TASK STATEMENT: Copy every line of the following data that includes the string "short".

DATA IN THIS EXERCISE:
..........

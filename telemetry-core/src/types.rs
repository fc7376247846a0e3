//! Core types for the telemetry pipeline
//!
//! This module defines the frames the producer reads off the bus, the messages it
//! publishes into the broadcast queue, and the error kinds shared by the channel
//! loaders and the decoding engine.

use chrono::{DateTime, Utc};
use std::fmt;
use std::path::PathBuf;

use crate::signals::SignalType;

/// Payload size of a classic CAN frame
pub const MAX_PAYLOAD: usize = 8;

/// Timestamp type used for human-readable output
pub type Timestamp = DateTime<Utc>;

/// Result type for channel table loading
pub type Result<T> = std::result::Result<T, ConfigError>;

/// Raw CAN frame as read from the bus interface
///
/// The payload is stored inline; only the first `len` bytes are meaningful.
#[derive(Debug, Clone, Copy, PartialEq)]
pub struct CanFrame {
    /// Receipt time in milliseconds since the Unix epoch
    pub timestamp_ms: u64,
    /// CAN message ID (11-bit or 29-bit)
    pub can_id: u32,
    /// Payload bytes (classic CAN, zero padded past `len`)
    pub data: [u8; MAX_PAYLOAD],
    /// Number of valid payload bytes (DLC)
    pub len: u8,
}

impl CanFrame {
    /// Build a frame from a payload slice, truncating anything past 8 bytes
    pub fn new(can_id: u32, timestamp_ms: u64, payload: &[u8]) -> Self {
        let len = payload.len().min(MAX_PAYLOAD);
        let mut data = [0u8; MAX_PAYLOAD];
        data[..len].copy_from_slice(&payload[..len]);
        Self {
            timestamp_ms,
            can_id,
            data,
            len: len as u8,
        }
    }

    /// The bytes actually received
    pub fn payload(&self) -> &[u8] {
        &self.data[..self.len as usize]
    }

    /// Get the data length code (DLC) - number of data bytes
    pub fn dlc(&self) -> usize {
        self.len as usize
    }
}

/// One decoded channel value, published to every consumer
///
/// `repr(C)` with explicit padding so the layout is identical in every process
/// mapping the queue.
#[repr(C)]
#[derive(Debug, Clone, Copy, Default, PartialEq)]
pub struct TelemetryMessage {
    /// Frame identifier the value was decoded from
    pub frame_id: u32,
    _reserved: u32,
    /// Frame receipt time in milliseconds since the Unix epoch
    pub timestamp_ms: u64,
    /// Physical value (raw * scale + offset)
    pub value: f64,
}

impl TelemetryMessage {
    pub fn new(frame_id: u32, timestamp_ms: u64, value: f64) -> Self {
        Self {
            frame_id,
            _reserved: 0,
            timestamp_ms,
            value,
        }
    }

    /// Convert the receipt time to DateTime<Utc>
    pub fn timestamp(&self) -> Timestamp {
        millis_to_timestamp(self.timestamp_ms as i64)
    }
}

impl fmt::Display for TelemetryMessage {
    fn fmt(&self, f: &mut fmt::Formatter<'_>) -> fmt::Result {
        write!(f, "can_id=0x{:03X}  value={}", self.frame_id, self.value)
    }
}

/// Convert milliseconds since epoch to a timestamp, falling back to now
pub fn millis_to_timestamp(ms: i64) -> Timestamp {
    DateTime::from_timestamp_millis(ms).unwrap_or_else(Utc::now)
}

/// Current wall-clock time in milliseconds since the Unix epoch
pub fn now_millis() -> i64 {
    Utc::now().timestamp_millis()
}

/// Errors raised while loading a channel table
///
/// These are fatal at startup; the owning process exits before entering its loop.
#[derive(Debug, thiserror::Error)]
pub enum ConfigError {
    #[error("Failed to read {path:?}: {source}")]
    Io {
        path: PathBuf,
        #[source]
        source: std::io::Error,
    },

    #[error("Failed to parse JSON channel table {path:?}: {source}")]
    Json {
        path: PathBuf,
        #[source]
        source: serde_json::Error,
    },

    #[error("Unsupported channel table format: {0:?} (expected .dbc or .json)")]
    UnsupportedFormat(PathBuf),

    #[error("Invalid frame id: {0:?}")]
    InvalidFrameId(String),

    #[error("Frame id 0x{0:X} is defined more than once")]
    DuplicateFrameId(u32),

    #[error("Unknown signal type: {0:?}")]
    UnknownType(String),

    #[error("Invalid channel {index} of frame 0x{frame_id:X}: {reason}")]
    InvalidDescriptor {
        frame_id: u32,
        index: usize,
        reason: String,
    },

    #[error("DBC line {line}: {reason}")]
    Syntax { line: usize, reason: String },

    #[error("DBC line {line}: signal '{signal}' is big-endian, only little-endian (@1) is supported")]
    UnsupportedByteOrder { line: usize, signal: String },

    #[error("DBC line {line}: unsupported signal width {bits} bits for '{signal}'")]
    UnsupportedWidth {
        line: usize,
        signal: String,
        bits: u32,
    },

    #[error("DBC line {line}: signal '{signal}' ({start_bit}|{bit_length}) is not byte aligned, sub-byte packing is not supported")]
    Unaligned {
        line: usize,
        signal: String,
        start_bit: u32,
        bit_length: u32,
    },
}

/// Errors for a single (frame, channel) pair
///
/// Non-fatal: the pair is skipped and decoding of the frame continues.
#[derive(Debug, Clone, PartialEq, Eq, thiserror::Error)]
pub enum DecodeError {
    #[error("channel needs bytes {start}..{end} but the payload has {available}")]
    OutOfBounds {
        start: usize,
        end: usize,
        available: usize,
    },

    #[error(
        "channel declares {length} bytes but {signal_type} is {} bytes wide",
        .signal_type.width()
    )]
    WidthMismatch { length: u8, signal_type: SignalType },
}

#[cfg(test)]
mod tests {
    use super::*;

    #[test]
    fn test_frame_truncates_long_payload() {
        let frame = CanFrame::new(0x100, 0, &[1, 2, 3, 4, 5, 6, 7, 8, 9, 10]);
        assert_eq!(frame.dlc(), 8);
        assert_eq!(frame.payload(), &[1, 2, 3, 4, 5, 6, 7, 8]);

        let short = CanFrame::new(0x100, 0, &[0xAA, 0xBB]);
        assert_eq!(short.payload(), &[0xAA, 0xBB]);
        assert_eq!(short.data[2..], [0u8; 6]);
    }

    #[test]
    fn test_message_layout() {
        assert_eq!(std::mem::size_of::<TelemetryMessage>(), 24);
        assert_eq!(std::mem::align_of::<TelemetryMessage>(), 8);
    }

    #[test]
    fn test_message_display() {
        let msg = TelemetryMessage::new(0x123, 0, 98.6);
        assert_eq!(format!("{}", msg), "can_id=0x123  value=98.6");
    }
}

..........

SOLVED PROBLEM:
        let short = CanFrame::new(0x100, 0, &[0xAA, 0xBB]);
        assert_eq!(short.payload(), &[0xAA, 0xBB]);
        assert_eq!(short.data[2..], [0u8; 6]);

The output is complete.